### Task requirements
All of the entries below need to be repeated exactly.

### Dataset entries
★ ★ ★ ★ ★ ★ ★

use std::collections::HashSet;

use super::sequence::sequence_ratio;
use crate::skill_normalizer::{SkillNormalizer, normalize_skill_set};

const EXACT_WEIGHT: f64 = 0.7;
const FUZZY_WEIGHT: f64 = 0.2;
const COVERAGE_WEIGHT: f64 = 0.1;

/// あいまい一致と幅広さボーナスの調整値
#[derive(Debug, Clone, Copy, PartialEq)]
pub struct SkillScoringParams {
    /// この値以下の類似度は一致なしとして扱う
    pub fuzzy_threshold: f64,
    pub breadth_bonus_per_skill: f64,
    pub breadth_bonus_cap: f64,
}

impl Default for SkillScoringParams {
    fn default() -> Self {
        Self {
            fuzzy_threshold: 0.8,
            breadth_bonus_per_skill: 0.02,
            breadth_bonus_cap: 0.1,
        }
    }
}

/// 組み込みの同義語テーブルと既定値で類似度を計算する
pub fn calculate_skill_similarity(candidate_skills: &[String], job_skills: &[String]) -> f64 {
    let candidate = normalize_skill_set(candidate_skills);
    let job = normalize_skill_set(job_skills);
    score_normalized_sets(&candidate, &job, &SkillScoringParams::default())
}

pub fn skill_similarity(
    normalizer: &SkillNormalizer,
    candidate_skills: &[String],
    job_skills: &[String],
    params: &SkillScoringParams,
) -> f64 {
    let candidate = normalizer.normalize_set(candidate_skills);
    let job = normalizer.normalize_set(job_skills);
    score_normalized_sets(&candidate, &job, params)
}

/// 正規化済みのスキル集合同士を採点する
///
/// 完全一致が主。一致しなかった必須スキルは候補者側の近い綴りから部分点を得られ、
/// 候補者の追加スキルには上限付きの小さなボーナスが付く。
pub fn score_normalized_sets(
    candidate: &HashSet<String>,
    job: &HashSet<String>,
    params: &SkillScoringParams,
) -> f64 {
    if candidate.is_empty() || job.is_empty() {
        return 0.0;
    }

    let job_len = job.len() as f64;
    let exact_matches = candidate.intersection(job).count() as f64;
    let exact_score = exact_matches / job_len;

    let unmatched_job: Vec<&String> = job.difference(candidate).collect();
    let unmatched_candidate: Vec<&String> = candidate.difference(job).collect();

    // 全要件が完全一致していればあいまい一致は満点
    let fuzzy_score = if unmatched_job.is_empty() {
        1.0
    } else {
        let recovered: f64 = unmatched_job
            .iter()
            .map(|job_skill| best_fuzzy_ratio(job_skill, &unmatched_candidate, params))
            .sum();
        recovered / unmatched_job.len() as f64
    };

    let coverage_score = (exact_matches + fuzzy_score * unmatched_job.len() as f64) / job_len;

    let bonus = if candidate.len() > job.len() {
        ((candidate.len() - job.len()) as f64 * params.breadth_bonus_per_skill)
            .min(params.breadth_bonus_cap)
    } else {
        0.0
    };

    (exact_score * EXACT_WEIGHT
        + fuzzy_score * FUZZY_WEIGHT
        + coverage_score * COVERAGE_WEIGHT
        + bonus)
        .clamp(0.0, 1.0)
}

fn best_fuzzy_ratio(job_skill: &str, candidates: &[&String], params: &SkillScoringParams) -> f64 {
    candidates
        .iter()
        .map(|candidate| sequence_ratio(job_skill, candidate))
        .filter(|ratio| *ratio > params.fuzzy_threshold)
        .fold(0.0, f64::max)
}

★ ★ ★ ★ ★ ★ ★

### Exercise output
use std::collections::HashSet;

use super::sequence::sequence_ratio;
use crate::skill_normalizer::{SkillNormalizer, normalize_skill_set};

const EXACT_WEIGHT: f64 = 0.7;
const FUZZY_WEIGHT: f64 = 0.2;
const COVERAGE_WEIGHT: f64 = 0.1;

/// あいまい一致と幅広さボーナスの調整値
#[derive(Debug, Clone, Copy, PartialEq)]
pub struct SkillScoringParams {
    /// この値以下の類似度は一致なしとして扱う
    pub fuzzy_threshold: f64,
    pub breadth_bonus_per_skill: f64,
    pub breadth_bonus_cap: f64,
}

impl Default for SkillScoringParams {
    fn default() -> Self {
        Self {
            fuzzy_threshold: 0.8,
            breadth_bonus_per_skill: 0.02,
            breadth_bonus_cap: 0.1,
        }
    }
}

/// 組み込みの同義語テーブルと既定値で類似度を計算する
pub fn calculate_skill_similarity(candidate_skills: &[String], job_skills: &[String]) -> f64 {
    let candidate = normalize_skill_set(candidate_skills);
    let job = normalize_skill_set(job_skills);
    score_normalized_sets(&candidate, &job, &SkillScoringParams::default())
}

pub fn skill_similarity(
    normalizer: &SkillNormalizer,
    candidate_skills: &[String],
    job_skills: &[String],
    params: &SkillScoringParams,
) -> f64 {
    let candidate = normalizer.normalize_set(candidate_skills);
    let job = normalizer.normalize_set(job_skills);
    score_normalized_sets(&candidate, &job, params)
}

/// 正規化済みのスキル集合同士を採点する
///
/// 完全一致が主。一致しなかった必須スキルは候補者側の近い綴りから部分点を得られ、
/// 候補者の追加スキルには上限付きの小さなボーナスが付く。
pub fn score_normalized_sets(
    candidate: &HashSet<String>,
    job: &HashSet<String>,
    params: &SkillScoringParams,
) -> f64 {
    if candidate.is_empty() || job.is_empty() {
        return 0.0;
    }

    let job_len = job.len() as f64;
    let exact_matches = candidate.intersection(job).count() as f64;
    let exact_score = exact_matches / job_len;

    let unmatched_job: Vec<&String> = job.difference(candidate).collect();
    let unmatched_candidate: Vec<&String> = candidate.difference(job).collect();

    // 全要件が完全一致していればあいまい一致は満点
    let fuzzy_score = if unmatched_job.is_empty() {
        1.0
    } else {
        let recovered: f64 = unmatched_job
            .iter()
            .map(|job_skill| best_fuzzy_ratio(job_skill, &unmatched_candidate, params))
            .sum();
        recovered / unmatched_job.len() as f64
    };

    let coverage_score = (exact_matches + fuzzy_score * unmatched_job.len() as f64) / job_len;

    let bonus = if candidate.len() > job.len() {
        ((candidate.len() - job.len()) as f64 * params.breadth_bonus_per_skill)
            .min(params.breadth_bonus_cap)
    } else {
        0.0
    };

    (exact_score * EXACT_WEIGHT
        + fuzzy_score * FUZZY_WEIGHT
        + coverage_score * COVERAGE_WEIGHT
        + bonus)
        .clamp(0.0, 1.0)
}

fn best_fuzzy_ratio(job_skill: &str, candidates: &[&String], params: &SkillScoringParams) -> f64 {
    candidates
        .iter()
        .map(|candidate| sequence_ratio(job_skill, candidate))
        .filter(|ratio| *ratio > params.fuzzy_threshold)
        .fold(0.0, f64::max)
}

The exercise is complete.